# IRC Client für Mac OS X gesucht



## Comander_Keen (24. Februar 2004)

Abend,

ich bin schon seit längerer Zeit auf der Suche nach einem guten IRC-Client für Mac OS X. Leider habe ich aber nur Shareware und kaum Freeware im Internet gefunden. Da ich aber eigentlich nicht extra 25$ bezahlen will und keine Lust auf komplette Konsolenanwendungen habe.. hoffe ich auf eure Hilfe. 

-keen!

PS: und ich will doch so gerne wieder in #tutorials.de idln


----------



## Neurodeamon (24. Februar 2004)

Naja, schade .. schade.
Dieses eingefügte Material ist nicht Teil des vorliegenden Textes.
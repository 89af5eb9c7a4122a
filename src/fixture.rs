// conform/src/fixture.rs

use globset::{GlobBuilder, GlobSet, GlobSetBuilder};
use std::path::{Component, Path, PathBuf};
use walkdir::WalkDir;

use crate::error::{ConformError, Result};

/// A fixture found on disk, not yet read.
#[derive(Clone, Debug, PartialEq, Eq, PartialOrd, Ord)]
pub struct FixturePath {
    /// Path relative to the base dir, `/`-separated; used for matching, sorting and display.
    pub relative: String,
    pub absolute: PathBuf,
}

fn pattern_error(pattern: &str, message: impl ToString) -> ConformError {
    ConformError::Glob { pattern: pattern.to_string(), message: message.to_string() }
}

/// Bring a pattern into the form candidate paths are matched in: relative to
/// the base dir, `/`-separated, without `.` segments. Patterns that leave the
/// base dir could never match and are rejected.
fn normalize_pattern(pattern: &str) -> Result<String> {
    if pattern.starts_with('/') || Path::new(pattern).is_absolute() {
        return Err(pattern_error(pattern, "pattern must be relative to the base directory"));
    }
    let mut parts = Vec::new();
    for seg in pattern.split('/') {
        match seg {
            "" | "." => continue,
            ".." => return Err(pattern_error(pattern, "pattern must not contain `..`")),
            s => parts.push(s),
        }
    }
    if parts.is_empty() {
        return Err(pattern_error(pattern, "pattern selects no files"));
    }
    Ok(parts.join("/"))
}

/// Build a GlobSet from one pattern. `*` stops at `/`, `**` crosses directories.
fn build_globset(pattern: &str) -> Result<GlobSet> {
    let glob_err = |e: globset::Error| pattern_error(pattern, e);
    let glob = GlobBuilder::new(pattern).literal_separator(true).build().map_err(glob_err)?;
    let mut b = GlobSetBuilder::new();
    b.add(glob);
    b.build().map_err(glob_err)
}

/// Directory part of the pattern before the first component with glob syntax.
fn literal_prefix(pattern: &str) -> PathBuf {
    let mut parts: Vec<&str> = pattern.split('/').collect();
    parts.pop(); // last component names files, never a directory to walk from
    parts
        .into_iter()
        .take_while(|p| !p.contains(['*', '?', '[', '{']))
        .filter(|p| !p.is_empty())
        .collect()
}

fn to_slash(rel: &Path) -> String {
    rel.components()
        .filter_map(|c| match c {
            Component::Normal(s) => Some(s.to_string_lossy().into_owned()),
            _ => None,
        })
        .collect::<Vec<_>>()
        .join("/")
}

/// List every file under `base_dir` whose relative path matches `pattern`,
/// sorted by relative path.
///
/// The walk starts at the pattern's literal directory prefix; if that directory
/// is missing or unreadable the whole enumeration fails. No matches is fine.
pub fn enumerate(base_dir: &Path, pattern: &str) -> Result<Vec<FixturePath>> {
    let pattern = normalize_pattern(pattern)?;
    let gs = build_globset(&pattern)?;
    let root = base_dir.join(literal_prefix(&pattern));

    let mut out = Vec::new();
    for entry in WalkDir::new(&root).follow_links(true).sort_by_file_name() {
        let entry = entry.map_err(|e| {
            let path = e.path().map(Path::to_path_buf).unwrap_or_else(|| root.clone());
            ConformError::io(path, e.into())
        })?;
        if !entry.file_type().is_file() { continue; }
        let rel = entry.path().strip_prefix(base_dir).unwrap_or(entry.path());
        let relative = to_slash(rel);
        if gs.is_match(&relative) {
            out.push(FixturePath { relative, absolute: entry.path().to_path_buf() });
        }
    }
    out.sort();
    tracing::debug!(root = %root.display(), %pattern, matched = out.len(), "enumerated fixtures");
    Ok(out)
}

#[cfg(test)]
mod tests {
    use super::*;
    use std::fs;

    fn touch(root: &Path, rel: &str) {
        let p = root.join(rel);
        fs::create_dir_all(p.parent().unwrap()).unwrap();
        fs::write(p, "{}").unwrap();
    }

    #[test]
    fn prefix_stops_at_first_glob() {
        assert_eq!(literal_prefix("tests/valid/**/*.json"), PathBuf::from("tests/valid"));
        assert_eq!(literal_prefix("*.json"), PathBuf::new());
        assert_eq!(literal_prefix("a/b/c.json"), PathBuf::from("a/b"));
        assert_eq!(literal_prefix("fx/{a,b}/x.json"), PathBuf::from("fx"));
    }

    #[test]
    fn recursive_match_sorted() {
        let dir = tempfile::tempdir().unwrap();
        touch(dir.path(), "tests/valid/b.json");
        touch(dir.path(), "tests/valid/a.json");
        touch(dir.path(), "tests/valid/nested/deep/c.json");
        touch(dir.path(), "tests/valid/notes.txt");
        touch(dir.path(), "tests/invalid/x.json");

        let got: Vec<String> = enumerate(dir.path(), "tests/valid/**/*.json").unwrap()
            .into_iter().map(|f| f.relative).collect();
        assert_eq!(got, vec!["tests/valid/a.json", "tests/valid/b.json", "tests/valid/nested/deep/c.json"]);
    }

    #[test]
    fn single_star_does_not_cross_directories() {
        let dir = tempfile::tempdir().unwrap();
        touch(dir.path(), "fx/top.json");
        touch(dir.path(), "fx/sub/inner.json");
        let got = enumerate(dir.path(), "fx/*.json").unwrap();
        assert_eq!(got.len(), 1);
        assert_eq!(got[0].relative, "fx/top.json");
        assert_eq!(got[0].absolute, dir.path().join("fx/top.json"));
    }

    #[test]
    fn empty_directory_is_not_an_error() {
        let dir = tempfile::tempdir().unwrap();
        fs::create_dir_all(dir.path().join("tests/invalid")).unwrap();
        assert!(enumerate(dir.path(), "tests/invalid/**/*.json").unwrap().is_empty());
    }

    #[test]
    fn missing_directory_is_io_error() {
        let dir = tempfile::tempdir().unwrap();
        let err = enumerate(dir.path(), "tests/valid/**/*.json").unwrap_err();
        assert!(matches!(err, ConformError::Io { .. }));
    }

    #[test]
    fn dot_slash_prefix_matches_like_plain_pattern() {
        let dir = tempfile::tempdir().unwrap();
        touch(dir.path(), "tests/valid/bad.json");
        touch(dir.path(), "tests/valid/sub/more.json");
        let got: Vec<String> = enumerate(dir.path(), "./tests/valid/**/*.json").unwrap()
            .into_iter().map(|f| f.relative).collect();
        assert_eq!(got, vec!["tests/valid/bad.json", "tests/valid/sub/more.json"]);
        assert_eq!(enumerate(dir.path(), "tests/./valid/*.json").unwrap().len(), 1);
    }

    #[test]
    fn patterns_leaving_the_base_dir_are_rejected() {
        let dir = tempfile::tempdir().unwrap();
        touch(dir.path(), "fx/a.json");
        for p in ["../fx/*.json", "fx/../fx/*.json", "/fx/*.json", "./"] {
            assert!(matches!(enumerate(dir.path(), p).unwrap_err(), ConformError::Glob { .. }), "{p}");
        }
    }

    #[test]
    fn bad_glob_is_reported() {
        let dir = tempfile::tempdir().unwrap();
        assert!(matches!(enumerate(dir.path(), "a/[.json").unwrap_err(), ConformError::Glob { .. }));
    }
}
Die besten Klienten SIND Konsolenanwendungen - Siehe BITCHX & Co.

http://www.chipersoft.com ist komplett kostenlos und ewig nutzbar, solange Du nur eine Verbindung herstellst - für tutorials.de reicht das vollkommen


----------



## Comander_Keen (24. Februar 2004)

Abend,

und Danke für den Tip. Habe mir auf deinen Rat BitchX gezogen, bin aber kläglich bei meinen Installationsversuchen gescheitert. Für mehr als /, ls und cd bin ich im Termina einfach zu blöd. Das mit der einen Verbindung ist sicherlich auch nicht die beste Lösung. 

Fazit: Man sollte sich doch ein wenig mit Unix befassen. Bestraft wurde ich dafür heute 

-keen!


----------



## Neurodeamon (25. Februar 2004)

Hier ein vorkonfiguriertes Paket für das OS X, vielleicht hilft das =)
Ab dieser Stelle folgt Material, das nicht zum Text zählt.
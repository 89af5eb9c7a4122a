// conform/src/validator.rs

use serde::Serialize;
use serde_json::Value;

use crate::{
    config::{Draft, ValidatorOptions},
    error::{ConformError, Result},
    schema_source::SchemaDocument,
    strict,
};

/// Location shown for violations that concern the whole document.
pub const ROOT_LOCATION: &str = "(root)";

/// One way a document failed the schema.
#[derive(Clone, Debug, PartialEq, Eq, Serialize)]
pub struct Violation {
    pub location: String,
    pub message: String,
}

impl Violation {
    pub fn new(location: impl Into<String>, message: impl Into<String>) -> Self {
        Self { location: location.into(), message: message.into() }
    }
    pub fn at_root(message: impl Into<String>) -> Self { Self::new(ROOT_LOCATION, message) }
}

#[derive(Clone, Debug, PartialEq, Eq, Serialize)]
pub struct ValidationOutcome {
    pub is_valid: bool,
    pub violations: Vec<Violation>,
}

impl ValidationOutcome {
    pub fn valid() -> Self { Self { is_valid: true, violations: vec![] } }
    pub fn invalid(violations: Vec<Violation>) -> Self { Self { is_valid: false, violations } }
}

impl From<Draft> for jsonschema::Draft {
    fn from(d: Draft) -> Self {
        match d {
            Draft::Draft4 => jsonschema::Draft::Draft4,
            Draft::Draft6 => jsonschema::Draft::Draft6,
            Draft::Draft7 => jsonschema::Draft::Draft7,
            Draft::Draft201909 => jsonschema::Draft::Draft201909,
            Draft::Draft202012 => jsonschema::Draft::Draft202012,
        }
    }
}

/// A schema compiled once and reused for every document of a run.
pub struct CompiledValidator {
    inner: jsonschema::Validator,
}

impl CompiledValidator {
    pub fn compile(schema: &SchemaDocument, options: &ValidatorOptions) -> Result<Self> {
        let issues = strict::lint(schema.value(), options);
        if !issues.is_empty() {
            let message = issues.iter().map(|i| i.to_string()).collect::<Vec<_>>().join("; ");
            return Err(ConformError::Schema { path: schema.path().to_path_buf(), message });
        }
        let inner = jsonschema::options()
            .with_draft(options.draft.into())
            .should_validate_formats(options.validate_formats)
            // strict mode: a misspelled format name is a schema error, not a no-op
            .should_ignore_unknown_formats(!options.strict)
            .build(schema.value())
            .map_err(|e| ConformError::Schema { path: schema.path().to_path_buf(), message: e.to_string() })?;
        tracing::debug!(path = %schema.path().display(), ?options, "compiled schema");
        Ok(Self { inner })
    }

    /// Collect every violation, in the order the library reports them.
    pub fn check(&self, document: &Value) -> ValidationOutcome {
        let violations: Vec<Violation> = self
            .inner
            .iter_errors(document)
            .map(|e| {
                let pointer = e.instance_path().to_string();
                let location = if pointer.is_empty() { ROOT_LOCATION.to_string() } else { pointer };
                Violation { location, message: e.to_string() }
            })
            .collect();
        if violations.is_empty() { ValidationOutcome::valid() } else { ValidationOutcome::invalid(violations) }
    }
}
http://macosx.forked.net/download.php?j=http://macosx.forked.net/p/BitchX-1.0c18.pkg.tgz


----------



## Comander_Keen (26. Februar 2004)

Achtung! 

Ich bins mal wieder..

Habs also schon per Terminal bis zum Ausführen gebracht. Aber nun bekomm ich eine Meldung, mit der ich reichlich wenig anfangen kann. In der FAQ von BitchX.org konnte ich nichts finden.. hoffe nun mal wieder auf euch  .


```
ibook-keen:/usr/local/bin steffenfiedler$ ./BitchX 
BitchX - Based on EPIC Software Labs epic ircII (1998).
Version (BitchX-1.0c18) -- Date (20010108).
Process [1439]
Using terminal type [xterm-color]
setupterm failed: 0
So we'll be running in dumb mode...
```

Wie schon erwähnt, habe ich leider keinerlei Vorwissen zu diesem Thema.

-keen!


----------



## Neurodeamon (27. Februar 2004)

Versuch folgendes:
Setz mal

```
TERM=xterm
```
in die Umgebungsvariablen


----------



## Comander_Keen (27. Februar 2004)

Bitte was? 

Ich gebs auf. Für mich muss das alles bunt, verspielt und zum klicken sein. Sonst hab ich da keine Chance.

-keen!


----------



## Neurodeamon (27. Februar 2004)

Hihihi 

Wie bei DOS (Prä-Klickibunti-Ära) kannst Du Umgebungsvariablen mit 'set' abfragen. Wie bei DOS gibt es PATH und andere Dinge.
Schau mal in Deinen HOME-Verzeichnis nach einer Datei: .profile

Dort schreibst Du - wenn ich mich jetzt nicht vertue - hinein:

```
TERM=xterm
export TERM
```

Ich vermute mal, das es jetzt gehen sollte BitchX aufzurufen. Sonst bin ich auch so langsam mit meinem Latein am Ende.

Neuro finem est


----------



## Comander_Keen (18. August 2004)

Hallo zusammen,

habe ebend eine Betaversion eines neuen IRC-Clients gefunden.

Conversation 

_keen!


----------



## alois (25. September 2004)

Ist zwar schon etwas länger her, aber versuch doch mal die Mac OS X-Version von xChat. Sollte deinen Ansprüchen genügen und ist komplett frei. Hier klicken.


----------



## Amr0d (6. Januar 2009)

Ich nutze zur Zeit Colloquy das ist kostenlos, allerdings kann ich da kein server Window finden. Liegt bestimmt daran das ich mich mit MAC noch nicht so auskenne. Dann gäbe das noch Linkinus, sieht auch super aus kostet aber.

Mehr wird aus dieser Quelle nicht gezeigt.